Der Dienstagmorgen wurde von einer ganz besonderen Person eröffnet: Seine königliche Hoheit, Prinz Joachim von Dänemark! Ich hatte vorher noch nie einen Adligen gesehen und wusste auch nicht, dass es eine spezielle Zeremonie gibt, die man einzuhalten hat, sobald der Prinz den Raum betritt, eine Rede hält und wieder den Raum verlässt. So standen wir schweigend auf, durften uns erst nach dem Prinzen setzen und mussten ebenso schweigsam stehend warten, bis er später den Raum verlassen hat. Wahnsinn, irgendwie etwas verrückt, aber gleichzeitig sehr faszinierend. Ich kann euch allerdings eines verraten: Auch ein Royal sieht von nahem aus wie eine ganz normale Person. Er ist Schirmherr der dänischen Diabetes-Gesellschaft und hielt eine Rede über die Fortschritte innerhalb der Forschung und des Gesundheitssystems.

Andere Länder, andere Organisationen
Es war sehr inspirierend zu hören, wie viel in anderen europäischen Ländern bereits passiert ist und wie stark sich die Patienten dort für ihre Rechte einsetzen. Moti Perlmutter (Israel Diabetes Association) berichtete darüber, wie seine Organisation es geschafft hat, dass Lebensmittelampeln auf Produkten im Supermarkt eingeführt wurden. Diese machen es besonders für Typ-2-Diabetiker einfacher, da man nun direkt auf den ersten Blick erkennen kann, wie viel Zucker in beispielsweise einem Joghurt enthalten ist.
Ein Punkt, welcher besonders während der Podiumsdiskussion ein großes Thema war, ist die Frage nach der Finanzierung. Engagement hin oder her, letztendlich benötigt man finanzielle Mittel, um eine Organisation aufrechtzuerhalten. Hier war es sehr interessant zu sehen, dass die meisten Vereine, Verbindungen oder Organisationen sich allein durch die geringen Mitgliedsbeiträge und Unterstützung seitens Pharmaunternehmen finanzieren können. Jeder, der bereit ist, etwas zu verändern oder zu unterstützen, setzt sich dafür ein und gibt sein Bestes. Ebenso sind viele Mediziner dazu bereit, auf freiwilliger Basis beratend und unterstützend zu agieren und für einen Fortschritt zu sorgen – man muss sich nur trauen und auf die Menschen zugehen! Seid ihr in einer Organisation (nicht nur in Bezug auf den Diabetes)?

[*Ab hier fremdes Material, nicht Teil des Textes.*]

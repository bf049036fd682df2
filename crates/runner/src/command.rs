use marquee_core::{DEFAULT_QUANTITY, EventId};
use thiserror::Error;

pub const USAGE: &str = "\
usage: marquee events
       marquee buy <event-id> [qty] [--wait]";

#[derive(Error, Debug, PartialEq, Eq)]
pub enum CommandError {
    #[error("missing command")]
    Missing,
    #[error("unknown command '{0}'")]
    Unknown(String),
    #[error("buy needs an event id")]
    MissingEventId,
    #[error("invalid {what} '{value}'")]
    InvalidNumber { what: &'static str, value: String },
    #[error("unexpected argument '{0}'")]
    Unexpected(String),
}

/// What the user asked for
#[derive(Debug, Clone, PartialEq, Eq)]
pub enum Command {
    /// Load and render the inventory snapshot set
    Events,
    /// Send a purchase intent; `wait` asks for the engine's verdict
    Buy {
        event_id: EventId,
        qty: u32,
        wait: bool,
    },
    Help,
}

impl Command {
    /// Parse arguments, program name excluded
    pub fn parse<I, S>(args: I) -> Result<Self, CommandError>
    where
        I: IntoIterator<Item = S>,
        S: Into<String>,
    {
        let mut args = args.into_iter().map(Into::into);
        let command = args.next().ok_or(CommandError::Missing)?;

        match command.as_str() {
            "events" => match args.next() {
                None => Ok(Command::Events),
                Some(extra) => Err(CommandError::Unexpected(extra)),
            },
            "buy" => parse_buy(args),
            "help" | "-h" | "--help" => Ok(Command::Help),
            _ => Err(CommandError::Unknown(command)),
        }
    }
}

fn parse_buy(args: impl Iterator<Item = String>) -> Result<Command, CommandError> {
    let mut event_id = None;
    let mut qty = None;
    let mut wait = false;

    for arg in args {
        if arg == "--wait" {
            wait = true;
        } else if event_id.is_none() {
            event_id = Some(parse_number::<u64>("event id", &arg)?);
        } else if qty.is_none() {
            qty = Some(parse_number::<u32>("quantity", &arg)?);
        } else {
            return Err(CommandError::Unexpected(arg));
        }
    }

    Ok(Command::Buy {
        event_id: EventId(event_id.ok_or(CommandError::MissingEventId)?),
        qty: qty.unwrap_or(DEFAULT_QUANTITY),
        wait,
    })
}

fn parse_number<T: std::str::FromStr>(what: &'static str, value: &str) -> Result<T, CommandError> {
    value.parse().map_err(|_| CommandError::InvalidNumber {
        what,
        value: value.to_string(),
    })
}

#[cfg(test)]
mod tests {
    use super::*;

    #[test]
    fn test_parse_events() {
        assert_eq!(Command::parse(["events"]), Ok(Command::Events));
        assert_eq!(
            Command::parse(["events", "now"]),
            Err(CommandError::Unexpected("now".into()))
        );
    }

    #[test]
    fn test_parse_buy_defaults() {
        assert_eq!(
            Command::parse(["buy", "42"]),
            Ok(Command::Buy {
                event_id: EventId(42),
                qty: 1,
                wait: false
            })
        );
    }

    #[test]
    fn test_parse_buy_with_qty_and_wait() {
        assert_eq!(
            Command::parse(["buy", "--wait", "7", "3"]),
            Ok(Command::Buy {
                event_id: EventId(7),
                qty: 3,
                wait: true
            })
        );
    }

    #[test]
    fn test_parse_errors() {
        assert_eq!(Command::parse(Vec::<String>::new()), Err(CommandError::Missing));
        assert_eq!(Command::parse(["buy"]), Err(CommandError::MissingEventId));
        assert!(matches!(
            Command::parse(["buy", "forty-two"]),
            Err(CommandError::InvalidNumber { what: "event id", .. })
        ));
        assert_eq!(
            Command::parse(["sell", "1"]),
            Err(CommandError::Unknown("sell".into()))
        );
    }
}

„When it comes to sickness, nobody cares about politic […]“
Moti Perlmutter hat etwas gesagt, was mich besonders berührt hat: „When it comes to sickness, nobody cares about politic – everyone was happy in this picture.“ („Wenn es um Krankheiten geht, interessiert sich keiner für Politik – jeder auf dem Foto war glücklich.“)
Dabei zeigte er ein Foto von drei Personen aus Israel, dem Irak und Syrien. Seit Jahren herrscht dort Krieg, allerdings kamen diese Menschen zusammen, um für etwas Besseres zu kämpfen – einen guten Zweck und Veränderung! Alle drei lachten auf dem Foto und waren glücklich, ganz unabhängig von der politischen Lage ihrer Länder.

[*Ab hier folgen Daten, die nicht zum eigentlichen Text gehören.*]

use std::path::Path;
use thiserror::Error;
use url::Url;

use super::types::ClientConfigFile;

/// Path of a JSON config file to load instead of the embedded default
pub const CONFIG_PATH_ENV: &str = "MARQUEE_CONFIG";
/// Overrides `rest.base_url`
pub const BASE_URL_ENV: &str = "MARQUEE_BASE_URL";
/// Overrides `matching_engine.ws_url`
pub const WS_URL_ENV: &str = "MARQUEE_WS_URL";

#[derive(Error, Debug)]
pub enum ConfigError {
    #[error("Failed to read config file: {0}")]
    IoError(#[from] std::io::Error),
    #[error("Failed to parse config: {0}")]
    ParseError(#[from] serde_json::Error),
    #[error("Invalid {field} '{value}': {reason}")]
    InvalidUrl {
        field: &'static str,
        value: String,
        reason: String,
    },
    #[error("fetch_concurrency must be at least 1")]
    ZeroConcurrency,
    #[error("{0} must be greater than zero")]
    ZeroTimeout(&'static str),
}

/// Load client configuration from a JSON file
pub fn load_config<P: AsRef<Path>>(path: P) -> Result<ClientConfigFile, ConfigError> {
    let content = std::fs::read_to_string(path)?;
    load_config_from_str(&content)
}

/// Load configuration from a JSON string
pub fn load_config_from_str(json: &str) -> Result<ClientConfigFile, ConfigError> {
    let config: ClientConfigFile = serde_json::from_str(json)?;
    config.validate()?;
    Ok(config)
}

/// Load the default embedded configuration
pub fn load_default_config() -> Result<ClientConfigFile, ConfigError> {
    let default_config = include_str!("client_config.json");
    load_config_from_str(default_config)
}

impl ClientConfigFile {
    /// Replace the origins, keeping everything else
    pub fn with_overrides(mut self, base_url: Option<String>, ws_url: Option<String>) -> Self {
        if let Some(base_url) = base_url {
            self.rest.base_url = base_url;
        }
        if let Some(ws_url) = ws_url {
            self.matching_engine.ws_url = ws_url;
        }
        self
    }

    /// Apply `MARQUEE_BASE_URL` / `MARQUEE_WS_URL` and re-validate
    pub fn apply_env_overrides(self) -> Result<Self, ConfigError> {
        let config = self.with_overrides(
            std::env::var(BASE_URL_ENV).ok(),
            std::env::var(WS_URL_ENV).ok(),
        );
        config.validate()?;
        Ok(config)
    }

    /// Validate the configuration
    pub fn validate(&self) -> Result<(), ConfigError> {
        check_url("rest.base_url", &self.rest.base_url, &["http", "https"])?;
        check_url("matching_engine.ws_url", &self.matching_engine.ws_url, &["ws", "wss"])?;
        if self.rest.fetch_concurrency == 0 {
            return Err(ConfigError::ZeroConcurrency);
        }
        if self.rest.request_timeout_ms == 0 {
            return Err(ConfigError::ZeroTimeout("rest.request_timeout_ms"));
        }
        if self.matching_engine.ack_timeout_ms == 0 {
            return Err(ConfigError::ZeroTimeout("matching_engine.ack_timeout_ms"));
        }
        Ok(())
    }
}

fn check_url(field: &'static str, value: &str, schemes: &[&str]) -> Result<(), ConfigError> {
    let invalid = |reason: String| ConfigError::InvalidUrl {
        field,
        value: value.to_string(),
        reason,
    };

    let url = Url::parse(value).map_err(|e| invalid(e.to_string()))?;
    if !schemes.contains(&url.scheme()) {
        return Err(invalid(format!("expected scheme {}", schemes.join(" or "))));
    }
    Ok(())
}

Der Mittwoch begann mit dem nächsten Special Guest: Lars Fruergaard Jørgensen – der CEO von Novo Nordisk! Wir bekamen die Chance in einer kurzen Session, ihm die Fragen zu stellen, die uns schon immer beschäftigt haben. Er stellte sich jeder Frage, egal wie unangenehm sie erschien. Besonders ausführlich sprach er über das Projekt namens „Cities Changing Diabetes“, wobei es darum geht, die enorme Verbreitung von Diabetes zu stoppen. Schätzungen zufolge sollen 2045 circa 736 Millionen Menschen an Diabetes erkrankt sein, was eine untragbare Größe wäre. Dieses Projekt bezieht sich besonders auf Typ-2-Diabetiker, mit dem Ziel, den Ausbruch zu verhindern und die Gesellschaft generell wieder fitter zu machen.

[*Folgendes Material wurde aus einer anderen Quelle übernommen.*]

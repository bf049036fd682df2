//! Inventory integration tests
//!
//! Runs the REST client and fetch cycle against an in-process origin that
//! serves `/events` and `/tickets/{id}` and records every request it sees.

use axum::{
    Json, Router,
    extract::{Path, State},
    http::StatusCode,
    response::{IntoResponse, Response},
    routing::get,
};
use marquee_client::{
    ClientConfig, FetchError, InventoryConfig, InventorySource, LogNotifier, RestClient,
    TicketingClient,
};
use marquee_core::{EventCategory, EventId, PLACEHOLDER_IMAGE_URL, Price};
use parking_lot::Mutex;
use rust_decimal_macros::dec;
use serde_json::{Value, json};
use std::collections::HashMap;
use std::net::SocketAddr;
use std::sync::Arc;
use std::time::Duration;
use tokio::net::TcpListener;

// ============================================================================
// Test Fixtures
// ============================================================================

struct Origin {
    events_status: StatusCode,
    events_body: String,
    tickets: HashMap<u64, Value>,
    requests: Mutex<Vec<String>>,
}

type OriginState = Arc<Origin>;

impl Origin {
    fn new(events: Value) -> Self {
        Self::with_events_response(StatusCode::OK, &events.to_string())
    }

    fn with_events_response(status: StatusCode, body: &str) -> Self {
        Origin {
            events_status: status,
            events_body: body.to_string(),
            tickets: HashMap::new(),
            requests: Mutex::new(Vec::new()),
        }
    }

    fn tickets(mut self, event_id: u64, tickets: Value) -> Self {
        self.tickets.insert(event_id, tickets);
        self
    }
}

async fn events_handler(State(origin): State<OriginState>) -> Response {
    origin.requests.lock().push("/events".to_string());
    (origin.events_status, origin.events_body.clone()).into_response()
}

async fn tickets_handler(Path(id): Path<u64>, State(origin): State<OriginState>) -> Response {
    origin.requests.lock().push(format!("/tickets/{}", id));
    match origin.tickets.get(&id) {
        Some(tickets) => Json(tickets.clone()).into_response(),
        None => StatusCode::NOT_FOUND.into_response(),
    }
}

/// Start a test origin and return its base URL
async fn start_origin(origin: Origin) -> (String, OriginState) {
    let state = Arc::new(origin);

    let app = Router::new()
        .route("/events", get(events_handler))
        .route("/tickets/{id}", get(tickets_handler))
        .with_state(Arc::clone(&state));

    let listener = TcpListener::bind("127.0.0.1:0").await.unwrap();
    let addr: SocketAddr = listener.local_addr().unwrap();

    tokio::spawn(async move {
        axum::serve(listener, app).await.unwrap();
    });

    (format!("http://{}", addr), state)
}

fn concert_origin() -> Origin {
    Origin::new(json!([
        { "id": 1, "name": "Concert", "location": "Arena", "capacity": 100 }
    ]))
    .tickets(
        1,
        json!([
            { "id": 9, "eventId": 1, "holderName": "A", "price": 50 },
            { "id": 10, "eventId": 1, "holderName": "B", "price": 50 }
        ]),
    )
}

fn client_for(base_url: &str, concurrency: usize) -> TicketingClient {
    let config = ClientConfig::new(base_url, "ws://127.0.0.1:1")
        .with_inventory(InventoryConfig::default().with_fetch_concurrency(concurrency));
    TicketingClient::new(config, Arc::new(LogNotifier)).unwrap()
}

// ============================================================================
// Snapshot Tests
// ============================================================================

#[tokio::test]
async fn test_concert_snapshot() {
    let (base_url, _) = start_origin(concert_origin()).await;

    let snapshots = client_for(&base_url, 1).fetch_events().await.unwrap();

    assert_eq!(snapshots.len(), 1);
    let snapshot = &snapshots[0];
    assert_eq!(snapshot.id(), EventId(1));
    assert_eq!(snapshot.name(), "Concert");
    assert_eq!(snapshot.event.location, "Arena");
    assert_eq!(snapshot.capacity(), 100);
    assert_eq!(snapshot.available, 2);
    assert_eq!(snapshot.price, dec!(50));
    assert_eq!(snapshot.event.card_image_url, PLACEHOLDER_IMAGE_URL);
}

#[tokio::test]
async fn test_event_without_tickets() {
    let origin = Origin::new(json!([
        { "id": 3, "name": "Quiet Night", "location": "Club", "capacity": 40 }
    ]))
    .tickets(3, json!([]));
    let (base_url, _) = start_origin(origin).await;

    let snapshots = client_for(&base_url, 1).fetch_events().await.unwrap();

    assert_eq!(snapshots[0].available, 0);
    assert_eq!(snapshots[0].price, Price::ZERO);
    assert!(snapshots[0].is_sold_out());
}

#[tokio::test]
async fn test_backend_field_names_accepted() {
    let origin = Origin::new(json!([
        {
            "id": 5,
            "name": "Rooftop",
            "location": "Downtown",
            "address": "5 Main St",
            "category": "Club",
            "capacity": 80,
            "available": 80,
            "card_image_url": "https://cdn.example.com/rooftop.png"
        }
    ]))
    .tickets(
        5,
        json!([
            { "id": 1, "event_id": 5, "price": 12.5, "ticket_type": "GA", "seat": null },
            { "id": 2, "event_id": 5, "price": 30, "ticket_type": "VIP", "seat": "B4" }
        ]),
    );
    let (base_url, _) = start_origin(origin).await;

    let snapshots = client_for(&base_url, 1).fetch_events().await.unwrap();

    let snapshot = &snapshots[0];
    assert_eq!(snapshot.available, 2);
    assert_eq!(snapshot.price, dec!(12.5));
    assert_eq!(snapshot.event.category, Some(EventCategory::Club));
    assert_eq!(snapshot.event.card_image_url, "https://cdn.example.com/rooftop.png");
}

// ============================================================================
// Ordering Tests
// ============================================================================

#[tokio::test]
async fn test_ticket_fetches_follow_event_order() {
    let origin = Origin::new(json!([
        { "id": 1, "name": "First", "location": "A", "capacity": 10 },
        { "id": 2, "name": "Second", "location": "B", "capacity": 20 }
    ]))
    .tickets(1, json!([{ "id": 1, "eventId": 1, "holderName": "x", "price": 5 }]))
    .tickets(2, json!([]));
    let (base_url, state) = start_origin(origin).await;

    let snapshots = client_for(&base_url, 1).fetch_events().await.unwrap();

    assert_eq!(
        *state.requests.lock(),
        vec!["/events", "/tickets/1", "/tickets/2"]
    );
    let names: Vec<&str> = snapshots.iter().map(|s| s.name()).collect();
    assert_eq!(names, vec!["First", "Second"]);
}

#[tokio::test]
async fn test_concurrent_fetch_preserves_snapshot_order() {
    let mut events = Vec::new();
    let mut origin_tickets = Vec::new();
    for id in 1..=8u64 {
        events.push(json!({ "id": id, "name": format!("Event {}", id), "location": "L", "capacity": 10 }));
        let tickets: Vec<Value> = (0..id)
            .map(|n| json!({ "id": n, "eventId": id, "holderName": "h", "price": id }))
            .collect();
        origin_tickets.push((id, Value::Array(tickets)));
    }
    let mut origin = Origin::new(Value::Array(events));
    for (id, tickets) in origin_tickets {
        origin = origin.tickets(id, tickets);
    }
    let (base_url, state) = start_origin(origin).await;

    let snapshots = client_for(&base_url, 4).fetch_events().await.unwrap();

    let available: Vec<u32> = snapshots.iter().map(|s| s.available).collect();
    assert_eq!(available, vec![1, 2, 3, 4, 5, 6, 7, 8]);
    let prices: Vec<Price> = snapshots.iter().map(|s| s.price).collect();
    assert_eq!(prices, (1..=8).map(Price::from).collect::<Vec<_>>());
    assert_eq!(state.requests.lock().len(), 9);
}

// ============================================================================
// Error Tests
// ============================================================================

#[tokio::test]
async fn test_non_2xx_is_transport_error() {
    let origin = Origin::with_events_response(StatusCode::SERVICE_UNAVAILABLE, "maintenance");
    let (base_url, _) = start_origin(origin).await;

    let err = client_for(&base_url, 1).fetch_events().await.unwrap_err();

    assert!(err.is_transport());
    assert_eq!(err.http_status(), Some(503));
}

#[tokio::test]
async fn test_malformed_body_is_decode_error() {
    let origin = Origin::with_events_response(StatusCode::OK, r#"{"events": "#);
    let (base_url, _) = start_origin(origin).await;

    let err = client_for(&base_url, 1).fetch_events().await.unwrap_err();

    assert!(err.is_decode());
}

#[tokio::test]
async fn test_unexpected_shape_is_decode_error() {
    let origin = Origin::with_events_response(StatusCode::OK, r#"{"id": 1, "name": "Solo"}"#);
    let (base_url, _) = start_origin(origin).await;

    let err = client_for(&base_url, 1).fetch_events().await.unwrap_err();

    assert!(matches!(err, FetchError::Decode { ref resource, .. } if resource == "events"));
}

#[tokio::test]
async fn test_missing_tickets_fails_cycle() {
    let origin = Origin::new(json!([
        { "id": 1, "name": "First", "location": "A", "capacity": 10 },
        { "id": 2, "name": "Second", "location": "B", "capacity": 20 }
    ]))
    .tickets(2, json!([]));
    let (base_url, state) = start_origin(origin).await;

    let err = client_for(&base_url, 1).fetch_events().await.unwrap_err();

    assert_eq!(err.http_status(), Some(404));
    assert!(matches!(err, FetchError::Transport { ref resource, .. } if resource == "tickets/1"));
    assert!(!state.requests.lock().contains(&"/tickets/2".to_string()));
}

#[tokio::test]
async fn test_unreachable_origin_is_transport_error() {
    let listener = TcpListener::bind("127.0.0.1:0").await.unwrap();
    let addr = listener.local_addr().unwrap();
    drop(listener);

    let client = RestClient::with_timeout(format!("http://{}", addr), Duration::from_secs(2)).unwrap();
    let err = client.fetch_events().await.unwrap_err();

    assert!(err.is_transport());
    assert_eq!(err.http_status(), None);
}

// ============================================================================
// Rest Client Tests
// ============================================================================

#[tokio::test]
async fn test_rest_client_direct_fetch_tickets() {
    let (base_url, _) = start_origin(concert_origin()).await;
    let client = RestClient::new(format!("{}/", base_url));

    let tickets = client.fetch_tickets(EventId(1)).await.unwrap();

    assert_eq!(tickets.len(), 2);
    assert_eq!(tickets[0].holder_name, "A");
    assert_eq!(tickets[1].id.0, 10);
}

#[tokio::test]
async fn test_every_call_refetches() {
    let (base_url, state) = start_origin(concert_origin()).await;
    let client = client_for(&base_url, 1);

    client.fetch_events().await.unwrap();
    client.fetch_events().await.unwrap();

    assert_eq!(state.requests.lock().len(), 4);
}

#[tokio::test]
async fn test_spawned_fetch_delivers_snapshots() {
    let (base_url, _) = start_origin(concert_origin()).await;

    let snapshots = client_for(&base_url, 1)
        .spawn_fetch()
        .join()
        .await
        .unwrap()
        .expect("cycle was not cancelled");

    assert_eq!(snapshots[0].available, 2);
}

Der Diabetes muss kein Ende sein!
Ein weiterer Vortrag, der mir sehr im Gedächtnis geblieben ist, war von Phil Southerland. Er ist der CEO vom Team Novo Nordisk, einem internationalen Team aus Sportlern mit Diabetes. Besonders bekannt wurden sie, da sie das erste professionelle Profi-Radsportteam sind, dessen kompletter Kader aus Fahrern mit Diabetes besteht! Hut ab! Er erzählte über seine Diagnose und wie man ihm sagte, dass er niemals Profisportler werden könne. Es war wirklich sehr faszinierend und zeigte wieder einmal: Der Diabetes muss kein Ende sein.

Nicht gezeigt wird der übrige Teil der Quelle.